Academics are paramount, but the safety and well being of our students will continue to be our highest priority, and we will do everything we can to make this a welcoming and supportive environment for each and every member of the Stony Brook community. Our new recreation center, plans to remodel the Student Union, our outstanding athletics program under the direction of Jim Fiore, and the wonderful offerings at the Staller Center, are all integral parts of our commitment to our students and our community to make Stony Brook University a vibrant recreational and cultural center. We have come a very long way since the days of Mudville and the Bridge to Nowhere, but we are not resting on our laurels, there is much more to do.

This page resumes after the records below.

// Copyright 2025-Present Datadog, Inc. https://www.datadoghq.com/
// SPDX-License-Identifier: Apache-2.0

const BYTE_UNITS: [&str; 5] = ["B", "kB", "MB", "GB", "TB"];
const NANOSECOND_UNITS: [&str; 4] = ["ns", "µs", "ms", "s"];

/// Renders `value` for humans according to the sample type's unit.
pub fn format_value(value: i64, unit: &str) -> String {
    match unit {
        "bytes" => scaled(value, 1024.0, &BYTE_UNITS),
        "nanoseconds" => scaled(value, 1000.0, &NANOSECOND_UNITS),
        _ => value.to_string(),
    }
}

fn scaled(value: i64, base: f64, units: &[&str]) -> String {
    let mut scaled = value as f64;
    let mut unit = 0;
    while scaled.abs() >= base && unit + 1 < units.len() {
        scaled /= base;
        unit += 1;
    }
    if unit == 0 {
        format!("{value}{}", units[0])
    } else {
        format!("{scaled:.2}{}", units[unit])
    }
}

/// Share of `total`, in percent. Zero when the total is.
pub fn percent(value: i64, total: i64) -> f64 {
    if total == 0 {
        0.0
    } else {
        value as f64 * 100.0 / total as f64
    }
}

Finally, we must be strategic. We will have the opportunity to hire new faculty and staff, we will have the opportunity to increase our enrollment, and we will need to make significant infrastructure investments. But, we will have to do this in a relatively scarce resource environment. We will not be able to hire new faculty for every department, and we will not be able to fund every center or institute that is proposed. This is where the strategic plans that you developed will be critical—they will help provide the template for this effort. And since things always evolve, we will also be looking for new ideas from faculty, departments, and schools for how to best invest in the future. We need to develop areas of excellence, areas of differentiation for Stony Brook in the arts, in the humanities, in the social sciences, and in the natural and life sciences. This will be a challenging task, and will involve difficult choices, but how wonderful it will be to talk about growing programs, instead of cutting them.

I want to conclude by thanking all of you for your attendance, by thanking each of our speakers for their eloquent tributes to John Toll, and by once again, paying tribute to that remarkable man, who moved us forward so fast, yet so well.